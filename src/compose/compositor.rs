//! Turns one tick's stage snapshot and geometry into an ordered draw plan.

use crate::{
    animation::state::StageSnapshot,
    assets::store::AssetKind,
    compose::plan::{DrawOp, FramePlan},
    compose::restart::RestartControl,
    config::model::TextContent,
    foundation::core::{Canvas, Rgba8},
    geometry::layout::{SceneGeometry, petal_asset},
};

/// Fixed inputs to every frame that do not depend on time.
#[derive(Clone, Debug, PartialEq)]
pub struct FrameStyle {
    /// Color every frame is cleared to.
    pub background: Rgba8,
    /// Button caption and greeting.
    pub text: TextContent,
}

impl Default for FrameStyle {
    fn default() -> Self {
        Self {
            background: Rgba8::WHITE,
            text: TextContent::default(),
        }
    }
}

/// Build the draw plan for one tick.
///
/// Draw order, back to front: background, stem, flower head, left leaf, right leaf, petals in
/// sequence order, photo, then the restart control and greeting once idle. The restart
/// control's rectangle is written here on every idle tick and cleared otherwise.
pub fn compose_frame(
    snapshot: &StageSnapshot,
    geometry: &SceneGeometry,
    canvas: Canvas,
    style: &FrameStyle,
    restart: &mut RestartControl,
) -> FramePlan {
    let mut plan = FramePlan::new(canvas);
    plan.push(DrawOp::Clear {
        color: style.background,
    });

    let stem = &geometry.stem;
    if stem.dst.height() > 0.0 {
        plan.push(DrawOp::ImageRegion {
            asset: AssetKind::Stem,
            src: stem.src,
            dst: stem.dst,
        });
    }

    if let Some(head) = &geometry.head {
        plan.push(DrawOp::ImageRegion {
            asset: AssetKind::Circle,
            src: head.circle.with_origin((0.0, 0.0)),
            dst: head.circle,
        });
        for (asset, leaf) in [
            (AssetKind::LeftLeaf, &head.left_leaf),
            (AssetKind::RightLeaf, &head.right_leaf),
        ] {
            plan.push(DrawOp::ImageTransformed {
                asset,
                transform: leaf.transform,
                opacity: 1.0,
            });
        }
        for petal in head.petals.iter().filter(|p| p.alpha > 0) {
            plan.push(DrawOp::ImageTransformed {
                asset: petal_asset(petal.spec),
                transform: petal.transform,
                opacity: f32::from(petal.alpha) / 255.0,
            });
        }
        if let Some(photo) = &head.photo {
            plan.push(DrawOp::ImageTransformed {
                asset: AssetKind::Photo,
                transform: photo.transform,
                opacity: 1.0,
            });
        }
    }

    if snapshot.is_idle {
        let rect = restart.show();
        plan.ops
            .extend(RestartControl::draw_ops(rect, canvas, &style.text));
    } else {
        restart.hide();
    }

    plan
}

#[cfg(test)]
#[path = "../../tests/unit/compose/compositor.rs"]
mod tests;
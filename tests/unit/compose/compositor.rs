use std::sync::Arc;
use std::time::Duration;

use super::*;
use crate::animation::state::Phase;
use crate::assets::store::{AssetSet, PreparedImage};
use crate::compose::plan::TextPlacement;
use crate::foundation::core::Rect;
use crate::geometry::layout::compute_geometry;

fn image(width: u32, height: u32) -> PreparedImage {
    PreparedImage {
        width,
        height,
        rgba8_premul: Arc::new(vec![0; (width * height * 4) as usize]),
    }
}

fn assets() -> AssetSet {
    AssetSet::from_fn(|kind| {
        Ok(match kind {
            AssetKind::Circle => image(100, 100),
            AssetKind::FrontPetal => image(30, 60),
            AssetKind::BackPetal => image(32, 64),
            AssetKind::Stem => image(40, 400),
            AssetKind::LeftLeaf => image(120, 50),
            AssetKind::RightLeaf => image(110, 48),
            AssetKind::Photo => image(360, 240),
        })
    })
    .unwrap()
}

fn canvas() -> Canvas {
    Canvas {
        width: 720,
        height: 1280,
    }
}

fn snapshot(stem: f64, petal_ms: u64, photo: Option<f64>, idle: bool) -> StageSnapshot {
    let head = stem >= 1.0;
    StageSnapshot {
        phase: if idle { Phase::Idle } else { Phase::Growing },
        stem_progress: stem,
        leaf_progress: if head { 1.0 } else { 0.0 },
        petal_elapsed: Duration::from_millis(petal_ms),
        photo_progress: photo.unwrap_or(0.0),
        leaves_active: head,
        petals_active: head,
        photo_active: photo.is_some(),
        is_idle: idle,
    }
}

fn plan_for(snap: &StageSnapshot, restart: &mut RestartControl) -> FramePlan {
    let geometry = compute_geometry(snap, canvas(), &assets()).unwrap();
    compose_frame(snap, &geometry, canvas(), &FrameStyle::default(), restart)
}

#[test]
fn growing_stem_draws_background_then_stem() {
    let mut restart = RestartControl::new();
    let plan = plan_for(&snapshot(0.4, 0, None, false), &mut restart);

    assert_eq!(plan.ops.len(), 2);
    assert_eq!(
        plan.ops[0],
        DrawOp::Clear {
            color: Rgba8::WHITE
        }
    );
    assert!(matches!(
        plan.ops[1],
        DrawOp::ImageRegion {
            asset: AssetKind::Stem,
            ..
        }
    ));
    assert!(!restart.is_visible());
}

#[test]
fn zero_height_stem_is_not_drawn() {
    let mut restart = RestartControl::new();
    let plan = plan_for(&snapshot(0.0, 0, None, false), &mut restart);
    assert_eq!(plan.ops.len(), 1);
}

#[test]
fn head_is_drawn_in_stacking_order_with_faded_petals_skipped() {
    let mut restart = RestartControl::new();
    let plan = plan_for(&snapshot(1.0, 2600, None, false), &mut restart);

    let drawn: Vec<AssetKind> = plan.assets_drawn().collect();
    assert_eq!(
        drawn,
        vec![
            AssetKind::Stem,
            AssetKind::Circle,
            AssetKind::LeftLeaf,
            AssetKind::RightLeaf,
            AssetKind::BackPetal,
            AssetKind::FrontPetal,
            AssetKind::BackPetal,
            AssetKind::FrontPetal,
            AssetKind::BackPetal,
            AssetKind::FrontPetal,
        ]
    );

    let last_petal = plan
        .ops
        .iter()
        .rev()
        .find_map(|op| match op {
            DrawOp::ImageTransformed { opacity, .. } => Some(*opacity),
            _ => None,
        })
        .unwrap();
    assert!((last_petal - 51.0 / 255.0).abs() < 1e-6);
}

#[test]
fn circle_draws_whole_bitmap_unscaled() {
    let mut restart = RestartControl::new();
    let plan = plan_for(&snapshot(1.0, 0, None, false), &mut restart);
    let circle = plan
        .ops
        .iter()
        .find_map(|op| match op {
            DrawOp::ImageRegion {
                asset: AssetKind::Circle,
                src,
                dst,
            } => Some((*src, *dst)),
            _ => None,
        })
        .unwrap();
    assert_eq!(circle.0, Rect::new(0.0, 0.0, 100.0, 100.0));
    assert_eq!(circle.1.size(), circle.0.size());
}

#[test]
fn photo_is_drawn_above_every_petal() {
    let mut restart = RestartControl::new();
    let plan = plan_for(&snapshot(1.0, 8000, Some(0.5), false), &mut restart);
    let drawn: Vec<AssetKind> = plan.assets_drawn().collect();
    assert_eq!(drawn.len(), 4 + 16 + 1);
    assert_eq!(drawn.last(), Some(&AssetKind::Photo));
    assert!(!restart.is_visible());
}

#[test]
fn idle_frame_appends_restart_control_and_shows_it() {
    let mut restart = RestartControl::new();
    let plan = plan_for(&snapshot(1.0, 8000, Some(1.0), true), &mut restart);

    let n = plan.ops.len();
    assert!(matches!(plan.ops[n - 3], DrawOp::FillRect { .. }));
    assert!(matches!(
        &plan.ops[n - 2],
        DrawOp::Text(t) if t.placement == TextPlacement::Centered
    ));
    assert!(matches!(
        &plan.ops[n - 1],
        DrawOp::Text(t) if t.placement == TextPlacement::WrappedFromTop
    ));
    assert_eq!(restart.rect(), Some(RestartControl::button_rect()));

    let _ = plan_for(&snapshot(0.1, 0, None, false), &mut restart);
    assert!(!restart.is_visible());
}

#[test]
fn custom_background_is_cleared_first() {
    let mut restart = RestartControl::new();
    let snap = snapshot(0.5, 0, None, false);
    let geometry = compute_geometry(&snap, canvas(), &assets()).unwrap();
    let style = FrameStyle {
        background: Rgba8::opaque(10, 20, 30),
        ..FrameStyle::default()
    };
    let plan = compose_frame(&snap, &geometry, canvas(), &style, &mut restart);
    assert_eq!(
        plan.ops[0],
        DrawOp::Clear {
            color: Rgba8::opaque(10, 20, 30)
        }
    );
}
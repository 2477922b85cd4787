use std::sync::Arc;

use crate::foundation::core::Rgba8;
use crate::foundation::error::{SunflowerError, SunflowerResult};

#[derive(Clone, Copy, Debug, Default, PartialEq, Eq)]
/// RGBA8 brush color used by Parley text layout.
pub struct TextBrushRgba8 {
    /// Red channel.
    pub r: u8,
    /// Green channel.
    pub g: u8,
    /// Blue channel.
    pub b: u8,
    /// Alpha channel.
    pub a: u8,
}

impl From<Rgba8> for TextBrushRgba8 {
    fn from(c: Rgba8) -> Self {
        Self {
            r: c.r,
            g: c.g,
            b: c.b,
            a: c.a,
        }
    }
}

/// Horizontal alignment of lines inside the layout width.
#[derive(Clone, Copy, Debug, PartialEq, Eq)]
pub enum TextAlign {
    /// Lines start at the left edge.
    Start,
    /// Lines are centred inside the wrap width.
    Center,
}

#[derive(Clone)]
/// Shaped text layout plus the font bytes needed to rasterize its glyphs.
pub struct PreparedText {
    /// Fully built text layout ready for rendering.
    pub layout: Arc<parley::Layout<TextBrushRgba8>>,
    /// Original font bytes used to build glyph outlines.
    pub font_bytes: Arc<Vec<u8>>,
}

impl PreparedText {
    /// Laid-out width in pixels.
    pub fn width(&self) -> f64 {
        f64::from(self.layout.width())
    }

    /// Laid-out height in pixels.
    pub fn height(&self) -> f64 {
        f64::from(self.layout.height())
    }
}

impl std::fmt::Debug for PreparedText {
    fn fmt(&self, f: &mut std::fmt::Formatter<'_>) -> std::fmt::Result {
        f.debug_struct("PreparedText")
            .field("layout_ptr", &Arc::as_ptr(&self.layout))
            .field("font_bytes_len", &self.font_bytes.len())
            .finish()
    }
}

/// Stateful helper for building Parley text layouts from raw font bytes.
pub struct TextLayoutEngine {
    font_ctx: parley::FontContext,
    layout_ctx: parley::LayoutContext<TextBrushRgba8>,
}

impl Default for TextLayoutEngine {
    fn default() -> Self {
        Self::new()
    }
}

impl TextLayoutEngine {
    /// Construct a new layout engine with fresh Parley contexts.
    pub fn new() -> Self {
        Self {
            font_ctx: parley::FontContext::default(),
            layout_ctx: parley::LayoutContext::new(),
        }
    }

    /// Shape and lay out plain text using provided font bytes and styling.
    pub fn layout_plain(
        &mut self,
        text: &str,
        font_bytes: &[u8],
        size_px: f32,
        brush: TextBrushRgba8,
        max_width_px: Option<f32>,
        align: TextAlign,
    ) -> SunflowerResult<parley::Layout<TextBrushRgba8>> {
        if !size_px.is_finite() || size_px <= 0.0 {
            return Err(SunflowerError::validation(
                "text size_px must be finite and > 0",
            ));
        }

        let families = self
            .font_ctx
            .collection
            .register_fonts(parley::fontique::Blob::from(font_bytes.to_vec()), None);
        let family_id = families.first().map(|(id, _)| *id).ok_or_else(|| {
            SunflowerError::validation("no font families registered from font bytes")
        })?;

        let family_name = self
            .font_ctx
            .collection
            .family_name(family_id)
            .ok_or_else(|| SunflowerError::validation("registered font family has no name"))?
            .to_string();

        let mut builder = self
            .layout_ctx
            .ranged_builder(&mut self.font_ctx, text, 1.0, true);
        builder.push_default(parley::style::StyleProperty::FontStack(
            parley::style::FontStack::Source(std::borrow::Cow::Owned(family_name)),
        ));
        builder.push_default(parley::style::StyleProperty::FontSize(size_px));
        builder.push_default(parley::style::StyleProperty::Brush(brush));

        let mut layout: parley::Layout<TextBrushRgba8> = builder.build(text);
        layout.break_all_lines(max_width_px);
        let alignment = match align {
            TextAlign::Start => parley::Alignment::Start,
            TextAlign::Center => parley::Alignment::Center,
        };
        layout.align(max_width_px, alignment, parley::AlignmentOptions::default());

        Ok(layout)
    }

    /// Lay out `text` and bundle it with its font bytes.
    pub fn prepare(
        &mut self,
        text: &str,
        font_bytes: Arc<Vec<u8>>,
        size_px: f32,
        color: Rgba8,
        max_width_px: Option<f32>,
        align: TextAlign,
    ) -> SunflowerResult<PreparedText> {
        let layout = self.layout_plain(
            text,
            font_bytes.as_slice(),
            size_px,
            color.into(),
            max_width_px,
            align,
        )?;
        Ok(PreparedText {
            layout: Arc::new(layout),
            font_bytes,
        })
    }
}

#[cfg(test)]
#[path = "../../tests/unit/assets/text.rs"]
mod tests;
■ ■ ■ ■
TO DO
Search the listing above for the string "LeftLeaf" and return each line it appears on.

RESULT OF THIS EXERCISE
            (AssetKind::LeftLeaf, &head.left_leaf),
            AssetKind::LeftLeaf => image(120, 50),
            AssetKind::LeftLeaf,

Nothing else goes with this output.